#### Problem to work on
Repeat exactly, please, the lines that begin at the start of the listing and end at the line holding "and knowledge retrieval".

#### Data supplied

-.-.-

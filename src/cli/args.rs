//! Command-line argument parsing for lexflow
//!
//! Provides clap-based CLI with subcommands and verbosity control.

use clap::{Parser, Subcommand};
use std::path::PathBuf;
use uuid::Uuid;

/// lexflow - legal AI agents, workflows and knowledge retrieval
#[derive(Parser, Debug)]
#[command(name = "lexflow")]
#[command(version)]
#[command(about = "Run legal AI agents and workflows against an Ollama-compatible server", long_about = None)]
pub struct Args {
    /// Configuration file path
    #[arg(short, long, global = true)]
    pub config: Option<PathBuf>,

    /// User the conversations belong to
    #[arg(short, long, global = true, env = "LEXFLOW_USER", default_value = "local")]
    pub user: String,

    /// Use a scripted provider, hashed embeddings and in-memory storage
    #[arg(long, global = true)]
    pub offline: bool,

    /// Verbosity level: -q (quiet), default (normal), -v (verbose), -vv (very verbose)
    #[arg(short, long, global = true, action = clap::ArgAction::Count)]
    pub verbose: u8,

    /// Quiet mode (suppress everything except the answer)
    #[arg(short, long, global = true)]
    pub quiet: bool,

    #[command(subcommand)]
    pub command: Commands,
}

#[derive(Subcommand, Debug)]
pub enum Commands {
    /// Send a message to an agent
    Chat {
        /// Message text
        message: String,

        /// Agent slug
        #[arg(short, long, default_value = "legal-research")]
        agent: String,

        /// Continue an existing conversation
        #[arg(long)]
        conversation: Option<Uuid>,

        #[arg(long)]
        folder: Option<String>,
    },

    /// Run a workflow
    Workflow {
        /// Workflow slug
        slug: String,

        /// Case description handed to the first step
        input: String,

        /// Run inside an existing conversation
        #[arg(long)]
        conversation: Option<Uuid>,

        #[arg(long)]
        folder: Option<String>,
    },

    /// List agents
    Agents,

    /// List workflows
    Workflows,

    /// List the user's conversations
    Conversations,

    /// Print a conversation transcript
    Show { id: Uuid },

    /// Delete a conversation (executions are kept)
    Delete { id: Uuid },

    /// Execution statistics
    Stats {
        #[arg(short, long)]
        agent: Option<String>,
    },

    /// Failed executions, most recent first
    Failed {
        #[arg(short, long)]
        agent: Option<String>,

        #[arg(short, long, default_value_t = 20)]
        limit: usize,
    },

    /// Add a document to the knowledge base
    Ingest {
        /// Text file to ingest; omit with --backfill
        path: Option<PathBuf>,

        /// legislation, jurisprudence, doctrine, ...
        #[arg(short, long, default_value = "legislation")]
        source_type: String,

        #[arg(long)]
        title: Option<String>,

        #[arg(long)]
        url: Option<String>,

        /// Comma-separated tags
        #[arg(long, value_delimiter = ',')]
        tags: Vec<String>,

        /// Embed stored entries that have no embedding yet
        #[arg(long)]
        backfill: bool,
    },

    /// Display the effective configuration
    Config {
        /// Write the defaults to the config file
        #[arg(long)]
        init: bool,
    },
}

/// Verbosity level enum
#[derive(Debug, Clone, Copy, PartialEq, Eq)]
pub enum Verbosity {
    Quiet,
    Normal,
    Verbose,
    VeryVerbose,
}

impl Args {
    pub fn verbosity(&self) -> Verbosity {
        if self.quiet {
            Verbosity::Quiet
        } else {
            match self.verbose {
                0 => Verbosity::Normal,
                1 => Verbosity::Verbose,
                _ => Verbosity::VeryVerbose,
            }
        }
    }
}

impl Verbosity {
    pub fn as_str(&self) -> &'static str {
        match self {
            Verbosity::Quiet => "quiet",
            Verbosity::Normal => "normal",
            Verbosity::Verbose => "verbose",
            Verbosity::VeryVerbose => "very_verbose",
        }
    }

    /// Default tracing filter for this level
    pub fn log_level(&self) -> &'static str {
        match self {
            Verbosity::Quiet => "error",
            Verbosity::Normal => "info",
            Verbosity::Verbose => "debug",
            Verbosity::VeryVerbose => "trace",
        }
    }

    pub fn show_progress(&self) -> bool {
        !matches!(self, Verbosity::Quiet)
    }

    pub fn show_events(&self) -> bool {
        matches!(self, Verbosity::Verbose | Verbosity::VeryVerbose)
    }
}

-.-.-

#### Written answer
filename src/cli/args.rs
//! Command-line argument parsing for lexflow
//!
//! Provides clap-based CLI with subcommands and verbosity control.

use clap::{Parser, Subcommand};
use std::path::PathBuf;
use uuid::Uuid;

/// lexflow - legal AI agents, workflows and knowledge retrieval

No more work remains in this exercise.